The Fed could face pushback from Democrats on Capitol Hill who have criticized the regulator for allowing capital to flow out of banks despite the COVID-19 pandemic posing significant risk of losses, according to David Feaster, a bank analyst at Raymond James. But a new fiscal relief package from Capitol Hill, combined with vaccinations paving the way for continued economic recovery, could "give the Fed cover" to remove its current limitations, Feaster added.

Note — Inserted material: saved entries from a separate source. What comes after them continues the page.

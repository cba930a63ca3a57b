//! Embedded relational store.
//!
//! A dedicated thread owns the `rusqlite::Connection`; async callers talk to
//! it through an unbounded request channel and get answers on oneshot
//! channels. Requests are served strictly in the order they were sent.

use std::path::PathBuf;

use anyhow::{anyhow, Context, Result};
use async_trait::async_trait;
use chrono::{DateTime, NaiveDate, Utc};
use rusqlite::{params, Connection, Row};
use tokio::sync::{mpsc, oneshot};

use super::{EntryStore, EntryWrite, TagWrite};
use crate::model::{EntriesByDate, Entry, Tag, TagCategory, UserProfile, DATE_FORMAT};

pub const DB_FILE_NAME: &str = "dreams.db";

enum DbRequest {
    LoadEntries {
        reply: oneshot::Sender<Result<Vec<Entry>>>,
    },
    UpsertEntry {
        entry: Entry,
        reply: oneshot::Sender<Result<()>>,
    },
    DeleteEntry {
        id: String,
        reply: oneshot::Sender<Result<()>>,
    },
    ReplaceEntries {
        entries: Vec<Entry>,
        reply: oneshot::Sender<Result<()>>,
    },
    LoadTags {
        reply: oneshot::Sender<Result<Vec<Tag>>>,
    },
    InsertTag {
        tag: Tag,
        reply: oneshot::Sender<Result<()>>,
    },
    DeleteTag {
        name: String,
        reply: oneshot::Sender<Result<()>>,
    },
    ReplaceTags {
        tags: Vec<Tag>,
        reply: oneshot::Sender<Result<()>>,
    },
    LoadProfile {
        reply: oneshot::Sender<Result<Option<UserProfile>>>,
    },
    SaveProfile {
        profile: UserProfile,
        reply: oneshot::Sender<Result<()>>,
    },
    ClearAll {
        reply: oneshot::Sender<Result<()>>,
    },
}

#[derive(Clone)]
pub struct SqliteStore {
    tx: mpsc::UnboundedSender<DbRequest>,
}

impl SqliteStore {
    pub fn open_at(path: impl Into<PathBuf>) -> Result<Self> {
        let path = path.into();
        tracing::info!(path = %path.display(), "opening journal database");
        let conn = Connection::open(&path)
            .with_context(|| format!("Failed to open database at {}", path.display()))?;
        Self::spawn(conn)
    }

    pub fn open_in_memory() -> Result<Self> {
        let conn = Connection::open_in_memory().context("Failed to open in-memory database")?;
        Self::spawn(conn)
    }

    fn spawn(conn: Connection) -> Result<Self> {
        // Create tables before returning so a broken database fails early.
        let mut actor = StoreActor::new(conn).context("Failed to initialize database actor")?;
        let (tx, rx) = mpsc::unbounded_channel();
        std::thread::Builder::new()
            .name("dreamlog-sqlite".into())
            .spawn(move || actor.run(rx))
            .context("Failed to spawn database thread")?;
        Ok(Self { tx })
    }

    async fn call<T>(
        &self,
        build: impl FnOnce(oneshot::Sender<Result<T>>) -> DbRequest,
    ) -> Result<T> {
        let (reply, rx) = oneshot::channel();
        self.tx
            .send(build(reply))
            .map_err(|_| anyhow!("DB actor shutdown"))?;
        rx.await.context("DB actor dropped reply")?
    }
}

#[async_trait]
impl EntryStore for SqliteStore {
    async fn load_entries(&self) -> Result<Vec<Entry>> {
        self.call(|reply| DbRequest::LoadEntries { reply }).await
    }

    async fn write_entry(&self, change: EntryWrite, _after: &EntriesByDate) -> Result<()> {
        match change {
            EntryWrite::Insert(entry) | EntryWrite::Update(entry) => {
                self.call(|reply| DbRequest::UpsertEntry { entry, reply })
                    .await
            }
            EntryWrite::Delete(id) => self.call(|reply| DbRequest::DeleteEntry { id, reply }).await,
        }
    }

    async fn replace_entries(&self, entries: &[Entry]) -> Result<()> {
        let entries = entries.to_vec();
        self.call(|reply| DbRequest::ReplaceEntries { entries, reply })
            .await
    }

    async fn load_tags(&self) -> Result<Vec<Tag>> {
        self.call(|reply| DbRequest::LoadTags { reply }).await
    }

    async fn write_tag(&self, change: TagWrite, _after: &[Tag]) -> Result<()> {
        match change {
            TagWrite::Insert(tag) => self.call(|reply| DbRequest::InsertTag { tag, reply }).await,
            TagWrite::Delete(name) => self.call(|reply| DbRequest::DeleteTag { name, reply }).await,
        }
    }

    async fn replace_tags(&self, tags: &[Tag]) -> Result<()> {
        let tags = tags.to_vec();
        self.call(|reply| DbRequest::ReplaceTags { tags, reply }).await
    }

    async fn load_profile(&self) -> Result<Option<UserProfile>> {
        self.call(|reply| DbRequest::LoadProfile { reply }).await
    }

    async fn save_profile(&self, profile: &UserProfile) -> Result<()> {
        let profile = profile.clone();
        self.call(|reply| DbRequest::SaveProfile { profile, reply })
            .await
    }

    async fn clear_all(&self) -> Result<()> {
        self.call(|reply| DbRequest::ClearAll { reply }).await
    }
}

const ENTRY_COLUMNS: &str =
    "id, title, description, date, created_at, updated_at, tags, is_lucid, is_nightmare, audio_path";

const UPSERT_ENTRY: &str =
    "INSERT INTO dreams (id, title, description, date, created_at, updated_at, tags, is_lucid, is_nightmare, audio_path)
     VALUES (?1, ?2, ?3, ?4, ?5, ?6, ?7, ?8, ?9, ?10)
     ON CONFLICT(id) DO UPDATE SET
        title = excluded.title,
        description = excluded.description,
        date = excluded.date,
        updated_at = excluded.updated_at,
        tags = excluded.tags,
        is_lucid = excluded.is_lucid,
        is_nightmare = excluded.is_nightmare,
        audio_path = excluded.audio_path";

// Synchronous internal implementation
struct StoreActor {
    conn: Connection,
}

impl StoreActor {
    fn new(conn: Connection) -> Result<Self> {
        let actor = Self { conn };
        actor.create_tables().context("Failed to create tables")?;
        Ok(actor)
    }

    fn create_tables(&self) -> Result<()> {
        self.conn.execute_batch(
            "CREATE TABLE IF NOT EXISTS dreams (
                id TEXT PRIMARY KEY NOT NULL,
                title TEXT NOT NULL,
                description TEXT,
                date TEXT NOT NULL,
                created_at TEXT NOT NULL,
                updated_at TEXT,
                tags TEXT,
                is_lucid INTEGER DEFAULT 0,
                is_nightmare INTEGER DEFAULT 0,
                audio_path TEXT
            );
            CREATE INDEX IF NOT EXISTS idx_dreams_date ON dreams(date);
            CREATE TABLE IF NOT EXISTS tags (
                id TEXT PRIMARY KEY NOT NULL,
                name TEXT UNIQUE NOT NULL,
                category TEXT NOT NULL
            );
            CREATE TABLE IF NOT EXISTS user_profile (
                key TEXT PRIMARY KEY NOT NULL,
                value TEXT
            );",
        )?;
        Ok(())
    }

    fn run(&mut self, mut rx: mpsc::UnboundedReceiver<DbRequest>) {
        while let Some(req) = rx.blocking_recv() {
            match req {
                DbRequest::LoadEntries { reply } => {
                    let _ = reply.send(self.load_entries());
                }
                DbRequest::UpsertEntry { entry, reply } => {
                    let _ = reply.send(self.upsert_entry(&entry));
                }
                DbRequest::DeleteEntry { id, reply } => {
                    let _ = reply.send(self.delete_entry(&id));
                }
                DbRequest::ReplaceEntries { entries, reply } => {
                    let _ = reply.send(self.replace_entries(&entries));
                }
                DbRequest::LoadTags { reply } => {
                    let _ = reply.send(self.load_tags());
                }
                DbRequest::InsertTag { tag, reply } => {
                    let _ = reply.send(self.insert_tag(&tag));
                }
                DbRequest::DeleteTag { name, reply } => {
                    let _ = reply.send(self.delete_tag(&name));
                }
                DbRequest::ReplaceTags { tags, reply } => {
                    let _ = reply.send(self.replace_tags(&tags));
                }
                DbRequest::LoadProfile { reply } => {
                    let _ = reply.send(self.load_profile());
                }
                DbRequest::SaveProfile { profile, reply } => {
                    let _ = reply.send(self.save_profile(&profile));
                }
                DbRequest::ClearAll { reply } => {
                    let _ = reply.send(self.clear_all());
                }
            }
        }
        tracing::debug!("database actor stopped");
    }

    fn load_entries(&self) -> Result<Vec<Entry>> {
        let mut stmt = self.conn.prepare(&format!(
            "SELECT {ENTRY_COLUMNS} FROM dreams ORDER BY date, created_at"
        ))?;
        let rows = stmt.query_map([], RawEntry::from_row)?;

        // A row that does not decode is skipped, not fatal: failing the
        // whole load would leave the journal empty and a later replace
        // would erase the readable rows too.
        let mut entries = Vec::new();
        for raw in rows {
            match raw.map_err(anyhow::Error::from).and_then(RawEntry::into_entry) {
                Ok(entry) => entries.push(entry),
                Err(e) => tracing::warn!(error = %format!("{e:#}"), "skipping undecodable entry row"),
            }
        }
        Ok(entries)
    }

    fn upsert_entry(&self, entry: &Entry) -> Result<()> {
        let tags = serde_json::to_string(&entry.tags)?;
        self.conn.execute(
            UPSERT_ENTRY,
            params![
                entry.id,
                entry.title,
                entry.description,
                entry.date.format(DATE_FORMAT).to_string(),
                entry.created_at.to_rfc3339(),
                entry.updated_at.map(|t| t.to_rfc3339()),
                tags,
                entry.is_lucid,
                entry.is_nightmare,
                entry.audio_path,
            ],
        )?;
        Ok(())
    }

    fn delete_entry(&self, id: &str) -> Result<()> {
        self.conn
            .execute("DELETE FROM dreams WHERE id = ?1", params![id])?;
        Ok(())
    }

    fn replace_entries(&mut self, entries: &[Entry]) -> Result<()> {
        let tx = self.conn.transaction()?;
        tx.execute("DELETE FROM dreams", [])?;
        {
            let mut stmt = tx.prepare(UPSERT_ENTRY)?;
            for entry in entries {
                stmt.execute(params![
                    entry.id,
                    entry.title,
                    entry.description,
                    entry.date.format(DATE_FORMAT).to_string(),
                    entry.created_at.to_rfc3339(),
                    entry.updated_at.map(|t| t.to_rfc3339()),
                    serde_json::to_string(&entry.tags)?,
                    entry.is_lucid,
                    entry.is_nightmare,
                    entry.audio_path,
                ])?;
            }
        }
        tx.commit()?;
        Ok(())
    }

    fn load_tags(&self) -> Result<Vec<Tag>> {
        let mut stmt = self
            .conn
            .prepare("SELECT id, name, category FROM tags ORDER BY rowid")?;
        let rows = stmt.query_map([], |row| {
            Ok((
                row.get::<_, String>(0)?,
                row.get::<_, String>(1)?,
                row.get::<_, String>(2)?,
            ))
        })?;

        let mut tags = Vec::new();
        for row in rows {
            let (id, name, category) = row?;
            let category = TagCategory::parse(&category).unwrap_or_else(|| {
                tracing::warn!(tag = %name, category = %category, "unknown tag category, using regular");
                TagCategory::Regular
            });
            tags.push(Tag { id, name, category });
        }
        Ok(tags)
    }

    fn insert_tag(&self, tag: &Tag) -> Result<()> {
        self.conn.execute(
            "INSERT INTO tags (id, name, category) VALUES (?1, ?2, ?3)",
            params![tag.id, tag.name, tag.category.as_str()],
        )?;
        Ok(())
    }

    fn delete_tag(&self, name: &str) -> Result<()> {
        self.conn
            .execute("DELETE FROM tags WHERE name = ?1", params![name])?;
        Ok(())
    }

    fn replace_tags(&mut self, tags: &[Tag]) -> Result<()> {
        let tx = self.conn.transaction()?;
        tx.execute("DELETE FROM tags", [])?;
        for tag in tags {
            tx.execute(
                "INSERT OR REPLACE INTO tags (id, name, category) VALUES (?1, ?2, ?3)",
                params![tag.id, tag.name, tag.category.as_str()],
            )?;
        }
        tx.commit()?;
        Ok(())
    }

    /// The profile is stored one JSON-encoded field per row.
    fn load_profile(&self) -> Result<Option<UserProfile>> {
        let mut stmt = self.conn.prepare("SELECT key, value FROM user_profile")?;
        let rows = stmt.query_map([], |row| {
            Ok((row.get::<_, String>(0)?, row.get::<_, Option<String>>(1)?))
        })?;

        let mut fields = serde_json::Map::new();
        for row in rows {
            let (key, value) = row?;
            let value = match value {
                Some(v) => serde_json::from_str(&v)?,
                None => serde_json::Value::Null,
            };
            fields.insert(key, value);
        }

        if fields.is_empty() {
            return Ok(None);
        }
        let profile = serde_json::from_value(serde_json::Value::Object(fields))
            .context("Stored profile is incomplete")?;
        Ok(Some(profile))
    }

    fn save_profile(&mut self, profile: &UserProfile) -> Result<()> {
        let serde_json::Value::Object(fields) = serde_json::to_value(profile)? else {
            return Err(anyhow!("Profile did not serialize to an object"));
        };

        let tx = self.conn.transaction()?;
        for (key, value) in fields {
            tx.execute(
                "INSERT OR REPLACE INTO user_profile (key, value) VALUES (?1, ?2)",
                params![key, value.to_string()],
            )?;
        }
        tx.commit()?;
        Ok(())
    }

    fn clear_all(&mut self) -> Result<()> {
        let tx = self.conn.transaction()?;
        tx.execute("DELETE FROM dreams", [])?;
        tx.execute("DELETE FROM tags", [])?;
        tx.execute("DELETE FROM user_profile", [])?;
        tx.commit()?;
        Ok(())
    }
}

Nineteen large banks will be subject to the stress tests this year: Bank of America Corp., Bank of New York Mellon Corp., Barclays US LLC, Capital One Financial Corp., Citigroup Inc., Credit Suisse Holdings (USA) Inc., Deutsche Bank AG unit DB USA Corp., Goldman Sachs Group Inc., HSBC North America Holdings Inc., JPMorgan Chase & Co., Morgan Stanley, Northern Trust Corp., PNC Financial Services Group Inc., State Street Corp., TD Group US Holdings LLC, Truist Financial Corp., UBS Americas Holding LLC, U.S. Bancorp and Wells Fargo & Co.

Smaller regional banks that are on a two-year cycle do not have to undergo the stress tests this year, but they can choose to participate and inform the Fed of their intention to do so by April 5.

That would likely "only occur if a bank felt it had a strong case to see better results" in the new stress tests compared to the December 2020 tests, wrote Ken Usdin, managing director, equity research, at Jefferies. Those examinations laid out banks' individual stress capital buffers for the first time.

Usdin and other analysts do not expect many regional banks to opt into the stress tests, although he flagged Buffalo, N.Y.-based M&T Bank Corp. as a candidate after its December 2020 stress tests surprised to the downside.

The bank's domestic commercial real estate losses came in at $6 billion during the December 2020 stress tests, up from $2.2 billion in the examinations last summer. Its CET1 ratio bottomed out at 5% under the December 2020 stress tests, compared with 8.5% in the June 2020 examinations.